The Congress, having condemned the proposals of the Allied Command and once again categorically refused to recognize Azerbaijani authority, agreed to allow nomadic groups to pass through Armenian territory into the mountains. This decision reflected the Armenians’ general disposition toward peace, as they have always sought to live in harmony with their Muslim neighbors.

Throughout the years of war and revolution—during a time when the entire Caucasus was engulfed in conflict—even during the Turkish invasion, the National Council succeeded in preventing clashes by fostering ties with Muslim intellectuals and the broader population. This was achieved despite numerous adverse conditions, including provocations by Turkish agents, famine, anarchy, and isolation from the outside world. The facts clearly attest to the peaceful intentions of the Council and the Armenian population at large.

This peace would not have been disturbed had it not been for the arrival of Dr. Khosrov bey Sultanov.

With the arrival of Sultanov, an era of aggressive policy began. The fragile ties between the intelligentsia of both peoples—already weakened by the treacherous assassination of Karabakh’s most respected Muslim, engineer L. B. Bebutov—were severed. Sudden seizures of Armenian-populated areas such as Askeran and Khankendi commenced, accompanied by the ruthless destruction of Armenian property. Armenian peasants were barred from traveling along the main road. Attacks on Armenian villages intensified, carried out by thousands-strong bands and regular troops (e.g., in Khtsabert, Dolanlar, and others).

The region became a haven for Turkish emissaries of all ranks, with Turkish askers serving as instructors to the bands. Large quantities of weapons, ammunition, and money were sent to Sultanov’s native Kurdish district. All Kurdish men were mobilized, and Sultanov maintained a personal convoy of 500 Kurds. He imposed a harsh economic blockade on Armenians, closing all markets. In Armenian areas already suffering from grain shortages, famine began to take hold.

As in previous years, Armenians silently and peacefully allowed the nomads to pass. Yet Sultanov, deliberately provoking conflict during the seasonal migration, incited the nomads against the Armenians, falsely claiming that the latter had refused passage. This was his method of attempting to subjugate Karabakh—a strategy well understood by the National Council.

The Council, placing its hopes in the Allied Command, did everything within its power. It warned the Allied authorities, the Entente governments, and the Armenian delegation that a storm was brewing over Karabakh, that Sultanov’s Kurdish bands were preparing to transform the region into a Turkish Armenia, and that Karabakh risked becoming the final chapter in the tragedy of the Armenian people.

However, a group of Armenian informants, allied with Sultanov, persuaded General Shatelworth that the Council was a gathering of revolutionaries, and that the resistance to Sultanov was orchestrated by emissaries from Erivan. The names of these Armenians, blinded by personal motives, will be disclosed in due time.

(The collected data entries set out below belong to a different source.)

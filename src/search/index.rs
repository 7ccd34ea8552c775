//! Multi-field BM25 inverted index with per-field boosts.

use super::query::{Clause, Presence, parse_query};
use super::tokenize::{Analyzer, Language};
use crate::config::FieldBoosts;
use crate::corpus::{IndexedEntry, Ref};
use crate::error::QueryParseError;
use ahash::{AHashMap, AHashSet};
use rapidfuzz::distance::levenshtein;
use serde::{Deserialize, Serialize};
use std::str::FromStr;

/// BM25 term-frequency saturation.
const BM25_K1: f64 = 1.2;
/// BM25 field-length normalization.
const BM25_B: f64 = 0.75;

const FIELD_COUNT: usize = 5;

/// An indexed text field.
#[derive(Debug, Clone, Copy, PartialEq, Eq, Hash)]
pub enum Field {
    Title,
    Keywords,
    Module,
    Summary,
    Content,
}

impl Field {
    pub const ALL: [Field; FIELD_COUNT] = [
        Field::Title,
        Field::Keywords,
        Field::Module,
        Field::Summary,
        Field::Content,
    ];

    pub fn name(self) -> &'static str {
        match self {
            Self::Title => "title",
            Self::Keywords => "keywords",
            Self::Module => "module",
            Self::Summary => "summary",
            Self::Content => "content",
        }
    }

    fn slot(self) -> usize {
        self as usize
    }
}

impl FromStr for Field {
    type Err = ();

    fn from_str(s: &str) -> Result<Self, Self::Err> {
        Self::ALL.into_iter().find(|f| f.name() == s).ok_or(())
    }
}

/// A ranked index match.
#[derive(Debug, Clone, PartialEq, Serialize, Deserialize)]
pub struct SearchHit {
    #[serde(rename = "ref")]
    pub reference: Ref,
    pub score: f64,
}

/// One occurrence record: a term appears `tf` times in `field` of `doc`.
#[derive(Debug, Clone, Copy)]
struct Posting {
    doc: u32,
    field: Field,
    tf: u32,
}

/// Accumulates postings before the index is frozen.
pub(crate) struct IndexBuilder {
    analyzer: Analyzer,
    boosts: FieldBoosts,
    postings: AHashMap<String, Vec<Posting>>,
    field_lengths: Vec<[u32; FIELD_COUNT]>,
    refs: Vec<Ref>,
}

impl IndexBuilder {
    pub(crate) fn new(language: Language, boosts: FieldBoosts) -> Self {
        Self {
            analyzer: Analyzer::new(language),
            boosts,
            postings: AHashMap::new(),
            field_lengths: vec![],
            refs: vec![],
        }
    }

    /// Adds one entity. Refs must be unique; the caller assigns them.
    pub(crate) fn add(&mut self, entry: &IndexedEntry) {
        let doc = self.refs.len() as u32;
        self.refs.push(entry.reference);
        self.field_lengths.push([0; FIELD_COUNT]);

        self.add_field(doc, Field::Title, &entry.title);
        self.add_field(doc, Field::Keywords, &entry.keywords);
        self.add_field(doc, Field::Module, &entry.module);
        if self.analyzer.language() == Language::Cyrillic
            && let Some(moduletype) = &entry.moduletype
        {
            self.add_field(doc, Field::Module, moduletype);
        }
        self.add_field(doc, Field::Summary, &entry.summary);
        self.add_field(doc, Field::Content, &entry.content);
    }

    fn add_field(&mut self, doc: u32, field: Field, text: &str) {
        let tokens = self.analyzer.tokenize(text);
        if tokens.is_empty() {
            return;
        }
        self.field_lengths[doc as usize][field.slot()] += tokens.len() as u32;

        let mut counts: AHashMap<String, u32> = AHashMap::with_capacity(tokens.len());
        for token in tokens {
            *counts.entry(token).or_insert(0) += 1;
        }

        for (term, tf) in counts {
            let postings = self.postings.entry(term).or_default();
            match postings
                .iter_mut()
                .find(|p| p.doc == doc && p.field == field)
            {
                Some(existing) => existing.tf += tf,
                None => postings.push(Posting { doc, field, tf }),
            }
        }
    }

    /// Computes collection statistics and produces the searchable index.
    pub(crate) fn finalize(self) -> InvertedIndex {
        let start = std::time::Instant::now();
        let doc_count = self.refs.len();

        let mut avg_field_length = [0.0; FIELD_COUNT];
        if doc_count > 0 {
            for lengths in &self.field_lengths {
                for (slot, length) in lengths.iter().enumerate() {
                    avg_field_length[slot] += *length as f64;
                }
            }
            for avg in &mut avg_field_length {
                *avg /= doc_count as f64;
            }
        }

        let mut vocabulary: Vec<String> = self.postings.keys().cloned().collect();
        vocabulary.sort_unstable();

        let total_postings: usize = self.postings.values().map(Vec::len).sum();
        let index = InvertedIndex {
            analyzer: self.analyzer,
            boosts: self.boosts,
            postings: self.postings,
            vocabulary,
            field_lengths: self.field_lengths,
            avg_field_length,
            refs: self.refs,
        };

        tracing::info!(
            "Built search index: {} unique terms, {} entries, {} postings in {:?}",
            index.term_count(),
            index.document_count(),
            total_postings,
            start.elapsed()
        );

        index
    }
}

/// A searchable, boosted, multi-field index over the corpus.
#[derive(Debug)]
pub struct InvertedIndex {
    analyzer: Analyzer,
    boosts: FieldBoosts,
    postings: AHashMap<String, Vec<Posting>>,
    /// Sorted index terms, for wildcard and edit-distance expansion.
    vocabulary: Vec<String>,
    field_lengths: Vec<[u32; FIELD_COUNT]>,
    avg_field_length: [f64; FIELD_COUNT],
    refs: Vec<Ref>,
}

impl InvertedIndex {
    /// Builds an index over the given entities.
    pub fn build<'a>(
        entries: impl IntoIterator<Item = &'a IndexedEntry>,
        language: Language,
        boosts: FieldBoosts,
    ) -> Self {
        let mut builder = IndexBuilder::new(language, boosts);
        for entry in entries {
            builder.add(entry);
        }
        builder.finalize()
    }

    pub fn language(&self) -> Language {
        self.analyzer.language()
    }

    /// Get the number of unique terms in the index
    pub fn term_count(&self) -> usize {
        self.vocabulary.len()
    }

    /// Get the number of entities in the index
    pub fn document_count(&self) -> usize {
        self.refs.len()
    }

    /// Runs a query and returns matches sorted by descending score.
    ///
    /// Terms are OR-ed; `+term` is required and `-term` excludes. A query of
    /// only prohibited terms matches everything else with a zero score.
    pub fn search(&self, query: &str) -> Result<Vec<SearchHit>, QueryParseError> {
        let clauses = parse_query(query)?;

        let mut scores: AHashMap<u32, f64> = AHashMap::new();
        let mut required: Vec<AHashSet<u32>> = vec![];
        let mut prohibited: AHashSet<u32> = AHashSet::new();
        let mut has_positive_clause = false;

        for clause in &clauses {
            let mut matched: AHashSet<u32> = AHashSet::new();

            for (term, weight) in self.expand(clause) {
                let Some(postings) = self.postings.get(&term) else {
                    continue;
                };
                let idf = self.idf(postings);

                for posting in postings {
                    if clause.field.is_some_and(|field| field != posting.field) {
                        continue;
                    }
                    matched.insert(posting.doc);
                    if clause.presence != Presence::Prohibited {
                        let score = idf
                            * self.term_frequency_score(posting)
                            * self.boosts.get(posting.field)
                            * clause.boost
                            * weight;
                        *scores.entry(posting.doc).or_insert(0.0) += score;
                    }
                }
            }

            match clause.presence {
                Presence::Optional => has_positive_clause = true,
                Presence::Required => {
                    has_positive_clause = true;
                    required.push(matched);
                }
                Presence::Prohibited => prohibited.extend(matched),
            }
        }

        let candidates: Vec<(u32, f64)> = if has_positive_clause {
            scores.into_iter().collect()
        } else if clauses.is_empty() {
            vec![]
        } else {
            (0..self.refs.len() as u32).map(|doc| (doc, 0.0)).collect()
        };

        let mut results: Vec<(u32, f64)> = candidates
            .into_iter()
            .filter(|(doc, _)| !prohibited.contains(doc))
            .filter(|(doc, _)| required.iter().all(|set| set.contains(doc)))
            .collect();

        // Highest score first, corpus order on ties
        results.sort_by(|(a_doc, a), (b_doc, b)| b.total_cmp(a).then(a_doc.cmp(b_doc)));

        Ok(results
            .into_iter()
            .map(|(doc, score)| SearchHit {
                reference: self.refs[doc as usize],
                score,
            })
            .collect())
    }

    /// Index terms a clause stands for, each with a weight in (0, 1].
    fn expand(&self, clause: &Clause) -> Vec<(String, f64)> {
        if clause.has_wildcard() {
            let pattern = clause.term.to_lowercase();
            return self
                .vocabulary
                .iter()
                .filter(|term| wildcard_matches(&pattern, term))
                .map(|term| (term.clone(), 1.0))
                .collect();
        }

        let Some(term) = self.analyzer.analyze_term(&clause.term) else {
            return vec![];
        };

        if clause.edit_distance == 0 {
            return vec![(term, 1.0)];
        }

        let max_distance = clause.edit_distance as usize;
        self.vocabulary
            .iter()
            .filter_map(|candidate| {
                let distance = levenshtein::distance(term.chars(), candidate.chars());
                (distance <= max_distance)
                    .then(|| (candidate.clone(), 1.0 / (1.0 + distance as f64)))
            })
            .collect()
    }

    /// Okapi BM25 inverse document frequency.
    fn idf(&self, postings: &[Posting]) -> f64 {
        let docs_with_term = postings
            .iter()
            .map(|p| p.doc)
            .collect::<AHashSet<_>>()
            .len() as f64;
        let total = self.refs.len() as f64;
        (1.0 + ((total - docs_with_term + 0.5) / (docs_with_term + 0.5)).abs()).ln()
    }

    /// BM25 term-frequency component, normalized by field length.
    fn term_frequency_score(&self, posting: &Posting) -> f64 {
        let slot = posting.field.slot();
        let tf = posting.tf as f64;
        let length = self.field_lengths[posting.doc as usize][slot] as f64;
        let avg = self.avg_field_length[slot];
        let relative_length = if avg > 0.0 { length / avg } else { 1.0 };
        tf * (BM25_K1 + 1.0) / (tf + BM25_K1 * (1.0 - BM25_B + BM25_B * relative_length))
    }
}

/// Glob-style match where `*` spans any run of characters.
fn wildcard_matches(pattern: &str, term: &str) -> bool {
    let pattern: Vec<char> = pattern.chars().collect();
    let term: Vec<char> = term.chars().collect();

    let (mut p, mut t) = (0, 0);
    let mut backtrack: Option<(usize, usize)> = None;

    while t < term.len() {
        if p < pattern.len() && pattern[p] == '*' {
            backtrack = Some((p, t));
            p += 1;
        } else if p < pattern.len() && pattern[p] == term[t] {
            p += 1;
            t += 1;
        } else if let Some((star, matched)) = backtrack {
            p = star + 1;
            t = matched + 1;
            backtrack = Some((star, matched + 1));
        } else {
            return false;
        }
    }

    pattern[p..].iter().all(|&c| c == '*')
}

It must be emphasized that the Armenian population of Karabakh consistently avoided any pretext for war and had only one demand: the establishment of a neutral zone in Karabakh under British administration. Events have proven the Council’s position to be correct.

By the end of May, Sultanov’s policies had taken on an overtly aggressive character. Turkish officer Kyazim-bey initiated military operations in the Dizak district. A ruthless economic blockade was enforced throughout Karabakh. In Shushi, Sultanov announced the relocation of Russian state institutions to the Tatar section of the city, evidently intending to provoke justified outrage among Armenians and incite conflict. Yet even this provocation was met with silence by the Armenian population.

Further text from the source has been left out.